Book Review: Statistic Methods in Spatial Epidemiology. By A.B. Lawson
β Scribed by Olaf Berke
- Publisher
- John Wiley and Sons
- Year
- 2001
- Tongue
- English
- Weight
- 27 KB
- Volume
- 43
- Category
- Article
- ISSN
- 0323-3847
No coin nor oath required. For personal study only.
β¦ Synopsis
In line with growing public, government and media interest in environmental and health issues spatial (or geographical) epidemiology is an increasing field of research, concerned with analysis of geo-referenced health outcome data. This involves mapping the location of disease cases or regional summary statistics as well as the analysis of the mapped data using spatial statistical methods.
The book is aimed to provide an overview of the main statistical methods and recent research work in the field of spatial epidemiology. The target audience are medical statisticians, epidemiologists, environmental statisticians, and researchers in public health, aside postgraduate students of statistics or epidemiology. However, this is not an introductory text. The reader needs some knowledge in spatial statistics and epidemiology, e.g. there is no definition of the K-function or certain types of bias.

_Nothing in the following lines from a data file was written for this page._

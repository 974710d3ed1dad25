//! Environment variable fallbacks.
//!
//! Environment variables are **fallback**, not override: they only apply to
//! fields that no config file set.

use std::collections::HashMap;

use tracing::debug;

use crate::merge::{ConfigLayer, FieldSources};

/// Mapping from environment variable name to config field path.
struct EnvMapping {
    var_name: &'static str,
    field_path: &'static str,
}

/// Supported variables, earlier entries winning for the same field.
const ENV_MAPPINGS: &[EnvMapping] = &[
    EnvMapping {
        var_name: "SHLINK_PUBLIC_URL",
        field_path: "server.public_url",
    },
    EnvMapping {
        var_name: "PUBLIC_URL",
        field_path: "server.public_url",
    },
    EnvMapping {
        var_name: "SHLINK_PORT",
        field_path: "server.port",
    },
    EnvMapping {
        var_name: "PORT",
        field_path: "server.port",
    },
    EnvMapping {
        var_name: "SHLINK_TOKEN_TTL_SECS",
        field_path: "tokens.ttl_secs",
    },
    EnvMapping {
        var_name: "SHLINK_LOG_LEVEL",
        field_path: "logging.level",
    },
    EnvMapping {
        var_name: "SHLINK_LOG_FORMAT",
        field_path: "logging.format",
    },
];

/// Apply environment variable fallbacks to fields that were not set by any
/// config file layer.
///
/// Returns the number of env vars applied.
pub fn apply_env_fallbacks<S: ::std::hash::BuildHasher>(
    merged: &mut toml::Value,
    sources: &mut FieldSources,
    env_vars: &HashMap<String, String, S>,
) -> usize {
    let mut count: usize = 0;

    for mapping in ENV_MAPPINGS {
        // Defaults may be overridden; files and earlier variables may not.
        if sources
            .get(mapping.field_path)
            .is_some_and(|layer| *layer != ConfigLayer::Defaults)
        {
            continue;
        }

        if let Some(val) = env_vars.get(mapping.var_name) {
            debug!(
                var = mapping.var_name,
                field = mapping.field_path,
                "applying env var fallback"
            );

            set_field_from_string(merged, mapping.field_path, val);
            sources.insert(mapping.field_path.to_owned(), ConfigLayer::Environment);
            count = count.saturating_add(1);
        }
    }

    count
}

/// Set a `section.field` in the TOML tree from a string value.
fn set_field_from_string(root: &mut toml::Value, path: &str, val: &str) {
    let Some((section, field)) = path.split_once('.') else {
        return;
    };
    let Some(root_table) = root.as_table_mut() else {
        return;
    };

    let section_val = root_table
        .entry(section.to_owned())
        .or_insert_with(|| toml::Value::Table(toml::map::Map::new()));
    if let Some(table) = section_val.as_table_mut() {
        table.insert(field.to_owned(), coerce_to_toml_value(path, val));
    }
}

/// Coerce a string env var value to the TOML type of the field.
fn coerce_to_toml_value(path: &str, val: &str) -> toml::Value {
    if matches!(path, "server.port" | "tokens.ttl_secs")
        && let Ok(i) = val.trim().parse::<i64>()
    {
        return toml::Value::Integer(i);
    }

    toml::Value::String(val.to_owned())
}

/// Collect all current environment variables into a map.
#[must_use]
pub fn collect_env_vars() -> HashMap<String, String> {
    std::env::vars().collect()
}

#[cfg(test)]
mod tests {
    use super::*;

    fn make_env(pairs: &[(&str, &str)]) -> HashMap<String, String> {
        pairs
            .iter()
            .map(|(k, v)| ((*k).to_owned(), (*v).to_owned()))
            .collect()
    }

    fn base() -> toml::Value {
        toml::from_str("[server]\nport = 3000\n").unwrap()
    }

    #[test]
    fn test_env_overrides_defaults() {
        let mut merged = base();
        let mut sources = FieldSources::new();
        sources.insert("server.port".to_owned(), ConfigLayer::Defaults);

        let env = make_env(&[("PORT", "8080"), ("PUBLIC_URL", "https://links.example")]);
        let count = apply_env_fallbacks(&mut merged, &mut sources, &env);

        assert_eq!(count, 2);
        assert_eq!(merged["server"]["port"].as_integer(), Some(8080));
        assert_eq!(
            merged["server"]["public_url"].as_str(),
            Some("https://links.example")
        );
        assert_eq!(sources.get("server.port"), Some(&ConfigLayer::Environment));
    }

    #[test]
    fn test_env_does_not_override_files() {
        let mut merged = base();
        let mut sources = FieldSources::new();
        sources.insert("server.port".to_owned(), ConfigLayer::User);

        let env = make_env(&[("PORT", "8080")]);
        assert_eq!(apply_env_fallbacks(&mut merged, &mut sources, &env), 0);
        assert_eq!(merged["server"]["port"].as_integer(), Some(3000));
    }

    #[test]
    fn test_prefixed_variable_wins() {
        let mut merged = base();
        let mut sources = FieldSources::new();

        let env = make_env(&[
            ("SHLINK_PUBLIC_URL", "https://preferred"),
            ("PUBLIC_URL", "https://generic"),
        ]);
        apply_env_fallbacks(&mut merged, &mut sources, &env);
        assert_eq!(merged["server"]["public_url"].as_str(), Some("https://preferred"));
    }

    #[test]
    fn test_unparseable_number_left_as_string() {
        let mut merged = base();
        let mut sources = FieldSources::new();
        apply_env_fallbacks(&mut merged, &mut sources, &make_env(&[("PORT", "eighty")]));
        assert_eq!(merged["server"]["port"].as_str(), Some("eighty"));
    }
}
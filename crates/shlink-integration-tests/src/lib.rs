//! Integration test crate for shlink.
//!
//! This crate exists solely for integration testing. It is `publish = false`
//! and has no library code; all tests live in `tests/`.

#![deny(unsafe_code)]
#![warn(missing_docs)]
#![deny(clippy::all)]
#![warn(unreachable_pub)]
#![deny(clippy::unwrap_used)]
#![cfg_attr(test, allow(clippy::unwrap_used))]
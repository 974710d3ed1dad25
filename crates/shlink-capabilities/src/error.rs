//! Capability-related error types.

use shlink_core::AccessType;
use thiserror::Error;

/// Errors that can occur with access tokens.
#[derive(Debug, Error)]
pub enum CapabilityError {
    /// No access token accompanied the request.
    #[error("no access token presented")]
    TokenNotPresented,

    /// Token has expired.
    #[error("access token expired: {token}")]
    TokenExpired {
        /// Fingerprint of the expired token.
        token: String,
    },

    /// The token does not cover the requested location.
    #[error("access denied: {required} not granted for {location}")]
    AccessDenied {
        /// The access type the operation needs.
        required: AccessType,
        /// The location being accessed.
        location: String,
    },

    /// The OS random source failed.
    #[error("token generation failed: {0}")]
    TokenGeneration(String),

    /// Storage error.
    #[error("storage error: {0}")]
    StorageError(#[from] shlink_storage::StorageError),
}

/// Result type for capability operations.
pub type CapabilityResult<T> = Result<T, CapabilityError>;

The book is divided into two parts. Part one gives an introduction to The Nature of Spatial Epidemiology, provides some definitions and terminology, discusses map construction and basic methods for iterative modelling strategies: exploratory analysis, model-fitting, residual analysis and re-examination of the model-fitting process. The second part covers Important Problems in Spatial Epidemiology, with detailed coverage of different types of spatial epidemiological studies, i.e. disease mapping, ecological analysis, disease clustering, geographical disease surveillance and infectious disease modelling.
The text is well structured. The methods are discussed from the point of view of both two basic types of data: case event data and tract count data. And discussion covers issues of modelling, estimation, testing and extensions to the space-time problem. Furthermore, several data examples are used to motivate discussion of various modelling issues and to provide insight into the nature of the data which arise in this field. Appendices discuss and describe MCMC methods as well as available software for analysing spatial epidemiological data.
This valuable monograph starts with the word ''spatial" and ends with ''surveillance" and in between the reader finds a coherent and comprehensive view of the concepts and tools on this rapidly growing field of research. Because there is considerable scope for development of new methods, some part of the text is speculative in nature providing fruitful avenues for further research. I really enjoyed reading this volume.